Aim of the task: Take the records below from their first line to the line with "lengths have no leading zeros", and restate those lines word for word.

[Saved entries]
BEGIN
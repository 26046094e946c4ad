//! # Bencode Codec
//!
//! This module implements encoding and decoding of bencode, the
//! self-describing format used by `.torrent` files and tracker responses.
//!
//! ## Grammar
//!
//! | Type | Encoding | Example |
//! |------|----------|---------|
//! | Integer | `i<digits>e` | `i42e` |
//! | Byte string | `<length>:<bytes>` | `4:spam` |
//! | List | `l<value>*e` | `li1ei2ee` |
//! | Dictionary | `d(<string><value>)*e` | `d3:cow3:mooe` |
//!
//! ## Canonical Form
//!
//! The decoder only accepts canonical input:
//!
//! - Integers have no leading zeros and `-0` is rejected
//! - String lengths have no leading zeros
//! - Dictionary keys are strictly ascending in byte order (duplicates rejected)
//! - The whole input must be consumed by a single top-level value
//!
//! Because every accepted input is canonical, re-encoding a decoded value
//! reproduces the input byte-for-byte.
//!
//! ## Dictionary Spans
//!
//! The info-hash of a torrent is the SHA-1 of the exact bytes that encode the
//! `info` dictionary inside the original file. To support this, the parser
//! records the byte range of every dictionary it decodes, together with its
//! nesting depth and the key under which it appears in its parent. Callers
//! retrieve the range with [`Parser::dict_span`] and hash the original slice
//! directly, without re-encoding.

use std::collections::BTreeMap;

use thiserror::Error;

/// A decoded bencode value.
///
/// Dictionaries are backed by a `BTreeMap`, so key iteration is always in
/// ascending byte order and the encoder emits canonical output for free.
#[derive(Debug, Clone, PartialEq, Eq)]
pub enum BencodeValue {
    /// Signed 64-bit integer
    Integer(i64),
    /// Raw bytes, not assumed to be UTF-8
    ByteString(Vec<u8>),
    /// Ordered sequence of values
    List(Vec<BencodeValue>),
    /// Mapping from byte-string keys to values, keys ascending
    Dict(BTreeMap<Vec<u8>, BencodeValue>),
}

impl BencodeValue {
    /// Returns the integer value, if this is an integer.
    pub fn as_int(&self) -> Option<i64> {
        match self {
            BencodeValue::Integer(int) => Some(*int),
            _ => None,
        }
    }

    /// Returns the raw bytes, if this is a byte string.
    pub fn as_bytes(&self) -> Option<&[u8]> {
        match self {
            BencodeValue::ByteString(bytes) => Some(bytes),
            _ => None,
        }
    }

    /// Returns the string value, if this is a byte string holding UTF-8.
    pub fn as_str(&self) -> Option<&str> {
        match self {
            BencodeValue::ByteString(bytes) => std::str::from_utf8(bytes).ok(),
            _ => None,
        }
    }

    /// Returns the items, if this is a list.
    pub fn as_list(&self) -> Option<&[BencodeValue]> {
        match self {
            BencodeValue::List(items) => Some(items),
            _ => None,
        }
    }

    /// Returns the entries, if this is a dictionary.
    pub fn as_dict(&self) -> Option<&BTreeMap<Vec<u8>, BencodeValue>> {
        match self {
            BencodeValue::Dict(entries) => Some(entries),
            _ => None,
        }
    }
}

/// Errors produced while decoding bencode data.
#[derive(Error, Debug, Clone, Copy, PartialEq, Eq)]
pub enum BencodeError {
    /// Empty input, an unrecognized prefix byte, or bytes left over after the
    /// top-level value
    #[error("invalid bencode string")]
    InvalidString,
    /// Integer missing digits or its closing `e`
    #[error("malformed integer")]
    IntFormat,
    /// Integer with a non-canonical or unrepresentable value
    #[error("invalid integer value")]
    IntValue,
    /// Byte string with a malformed length prefix
    #[error("malformed byte string")]
    StringFormat,
    /// Byte string shorter than its declared length
    #[error("byte string length mismatch")]
    StringLength,
    /// Unterminated list
    #[error("unterminated list")]
    ListFormat,
    /// Unterminated dictionary
    #[error("unterminated dictionary")]
    DictFormat,
    /// Dictionary key that is not a byte string
    #[error("dictionary key is not a byte string")]
    DictKey,
    /// Dictionary keys not strictly ascending in byte order
    #[error("dictionary keys out of order")]
    DictKeyOrder,
}

/// Byte range of one decoded dictionary within the input.
#[derive(Debug, Clone)]
pub struct DictSpan {
    /// Nesting depth: 0 for the top-level value, 1 for a value stored
    /// directly inside the top-level dictionary, and so on
    pub depth: usize,
    /// Key under which the dictionary appears in its parent dictionary,
    /// `None` for the top-level value or list elements
    pub key: Option<Vec<u8>>,
    /// Offset of the opening `d`
    pub start: usize,
    /// Offset one past the closing `e`
    pub end: usize,
}

/// Bencode decoder.
///
/// Decoding is driven by [`Parser::decode`]; the dictionary spans recorded
/// during the last call remain available until the next one.
#[derive(Default)]
pub struct Parser {
    spans: Vec<DictSpan>,
}

impl Parser {
    /// Build a new parser.
    pub fn new() -> Parser {
        Parser { spans: Vec::new() }
    }

    /// Decode a complete bencode value from `input`.
    ///
    /// The whole input must encode exactly one value; trailing bytes are an
    /// error.
    pub fn decode(&mut self, input: &[u8]) -> Result<BencodeValue, BencodeError> {
        let mut decoder = Decoder {
            buf: input,
            pos: 0,
            spans: Vec::new(),
        };

        let value = decoder.decode_value(0, None)?;

        // The string was not fully parsed
        if decoder.pos != input.len() {
            return Err(BencodeError::InvalidString);
        }

        self.spans = decoder.spans;

        Ok(value)
    }

    /// Returns the byte range of the dictionary stored under `key` in the
    /// top-level dictionary of the last decoded input.
    ///
    /// The range covers the opening `d` through the closing `e` inclusive, so
    /// slicing the original input with it yields the exact encoded bytes.
    pub fn dict_span(&self, key: &[u8]) -> Option<(usize, usize)> {
        self.spans
            .iter()
            .find(|span| span.depth == 1 && span.key.as_deref() == Some(key))
            .map(|span| (span.start, span.end))
    }

    /// All dictionary spans recorded during the last decode, in completion
    /// order.
    pub fn dict_spans(&self) -> &[DictSpan] {
        &self.spans
    }
}

/// Cursor over the input buffer, shared by the per-type decoders.
struct Decoder<'a> {
    buf: &'a [u8],
    pos: usize,
    spans: Vec<DictSpan>,
}

impl<'a> Decoder<'a> {
    fn peek(&self) -> Option<u8> {
        self.buf.get(self.pos).copied()
    }

    /// Decode the next value, dispatching on its prefix byte.
    fn decode_value(
        &mut self,
        depth: usize,
        key: Option<&[u8]>,
    ) -> Result<BencodeValue, BencodeError> {
        match self.peek() {
            Some(b'i') => self.decode_int(),
            Some(b'0'..=b'9') => Ok(BencodeValue::ByteString(self.decode_string()?)),
            Some(b'l') => self.decode_list(depth),
            Some(b'd') => self.decode_dict(depth, key),
            _ => Err(BencodeError::InvalidString),
        }
    }

    /// Decode `i<digits>e` into a signed 64-bit integer.
    fn decode_int(&mut self) -> Result<BencodeValue, BencodeError> {
        // Skip the 'i' already checked by the dispatcher
        self.pos += 1;

        // Collect digits until the closing 'e'
        let digits_start = self.pos;
        while self.peek().is_some_and(|b| b != b'e') {
            self.pos += 1;
        }
        if self.peek() != Some(b'e') {
            return Err(BencodeError::IntFormat);
        }
        let digits = &self.buf[digits_start..self.pos];
        self.pos += 1;

        if digits.is_empty() {
            return Err(BencodeError::IntFormat);
        }

        // Strip an optional sign, the rest must be plain digits
        let unsigned = match digits[0] {
            b'-' => &digits[1..],
            _ => digits,
        };
        if unsigned.is_empty() || !unsigned.iter().all(u8::is_ascii_digit) {
            return Err(BencodeError::IntValue);
        }

        // "-0" and leading zeros are not canonical
        if digits == b"-0" || (unsigned.len() > 1 && unsigned[0] == b'0') {
            return Err(BencodeError::IntValue);
        }

        let text = std::str::from_utf8(digits).map_err(|_| BencodeError::IntValue)?;
        let int = text.parse::<i64>().map_err(|_| BencodeError::IntValue)?;

        Ok(BencodeValue::Integer(int))
    }

    /// Decode `<length>:<bytes>` into raw bytes.
    fn decode_string(&mut self) -> Result<Vec<u8>, BencodeError> {
        // Collect the length digits until the ':'
        let len_start = self.pos;
        while self.peek().is_some_and(|b| b.is_ascii_digit()) {
            self.pos += 1;
        }
        if self.peek() != Some(b':') {
            return Err(BencodeError::StringFormat);
        }
        let len_digits = &self.buf[len_start..self.pos];
        self.pos += 1;

        // A leading zero is only canonical for the single length "0"
        if len_digits.len() > 1 && len_digits[0] == b'0' {
            return Err(BencodeError::StringFormat);
        }

        let text = std::str::from_utf8(len_digits).map_err(|_| BencodeError::StringFormat)?;
        let len = text.parse::<usize>().map_err(|_| BencodeError::StringLength)?;

        // Exactly `len` raw bytes must follow
        if self.buf.len() - self.pos < len {
            return Err(BencodeError::StringLength);
        }
        let bytes = self.buf[self.pos..self.pos + len].to_vec();
        self.pos += len;

        Ok(bytes)
    }

    /// Decode `l<value>*e` into a list.
    fn decode_list(&mut self, depth: usize) -> Result<BencodeValue, BencodeError> {
        // Skip the 'l' already checked by the dispatcher
        self.pos += 1;

        let mut items = Vec::new();
        loop {
            match self.peek() {
                None => return Err(BencodeError::ListFormat),
                Some(b'e') => {
                    self.pos += 1;
                    break;
                }
                Some(_) => items.push(self.decode_value(depth + 1, None)?),
            }
        }

        Ok(BencodeValue::List(items))
    }

    /// Decode `d(<string><value>)*e` into a dictionary, checking key order.
    fn decode_dict(
        &mut self,
        depth: usize,
        key: Option<&[u8]>,
    ) -> Result<BencodeValue, BencodeError> {
        let start = self.pos;

        // Skip the 'd' already checked by the dispatcher
        self.pos += 1;

        let mut entries = BTreeMap::new();
        let mut last_key: Option<Vec<u8>> = None;
        loop {
            match self.peek() {
                None => return Err(BencodeError::DictFormat),
                Some(b'e') => {
                    self.pos += 1;
                    break;
                }
                Some(b'0'..=b'9') => {
                    let entry_key = self.decode_string()?;

                    // Keys must be strictly ascending, duplicates included
                    if last_key.as_deref().is_some_and(|prev| prev >= &entry_key[..]) {
                        return Err(BencodeError::DictKeyOrder);
                    }

                    let value = self.decode_value(depth + 1, Some(&entry_key))?;
                    entries.insert(entry_key.clone(), value);
                    last_key = Some(entry_key);
                }
                Some(_) => return Err(BencodeError::DictKey),
            }
        }

        self.spans.push(DictSpan {
            depth,
            key: key.map(|k| k.to_vec()),
            start,
            end: self.pos,
        });

        Ok(BencodeValue::Dict(entries))
    }
}

/// Encode a value into bencode bytes.
///
/// Dictionary keys are emitted in ascending byte order, so the output is
/// always canonical.
pub fn encode(value: &BencodeValue) -> Vec<u8> {
    let mut buf = Vec::new();
    encode_into(value, &mut buf);
    buf
}

/// Encode a value into an existing buffer.
pub fn encode_into(value: &BencodeValue, buf: &mut Vec<u8>) {
    match value {
        BencodeValue::Integer(int) => {
            buf.push(b'i');
            buf.extend_from_slice(int.to_string().as_bytes());
            buf.push(b'e');
        }
        BencodeValue::ByteString(bytes) => {
            buf.extend_from_slice(bytes.len().to_string().as_bytes());
            buf.push(b':');
            buf.extend_from_slice(bytes);
        }
        BencodeValue::List(items) => {
            buf.push(b'l');
            for item in items {
                encode_into(item, buf);
            }
            buf.push(b'e');
        }
        BencodeValue::Dict(entries) => {
            buf.push(b'd');
            // BTreeMap iterates keys in ascending order
            for (key, item) in entries {
                buf.extend_from_slice(key.len().to_string().as_bytes());
                buf.push(b':');
                buf.extend_from_slice(key);
                encode_into(item, buf);
            }
            buf.push(b'e');
        }
    }
}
END
Exercise answer:
repository 26046094e946c4ad
//! # Bencode Codec
//!
//! This module implements encoding and decoding of bencode, the
//! self-describing format used by `.torrent` files and tracker responses.
//!
//! ## Grammar
//!
//! | Type | Encoding | Example |
//! |------|----------|---------|
//! | Integer | `i<digits>e` | `i42e` |
//! | Byte string | `<length>:<bytes>` | `4:spam` |
//! | List | `l<value>*e` | `li1ei2ee` |
//! | Dictionary | `d(<string><value>)*e` | `d3:cow3:mooe` |
//!
//! ## Canonical Form
//!
//! The decoder only accepts canonical input:
//!
//! - Integers have no leading zeros and `-0` is rejected
//! - String lengths have no leading zeros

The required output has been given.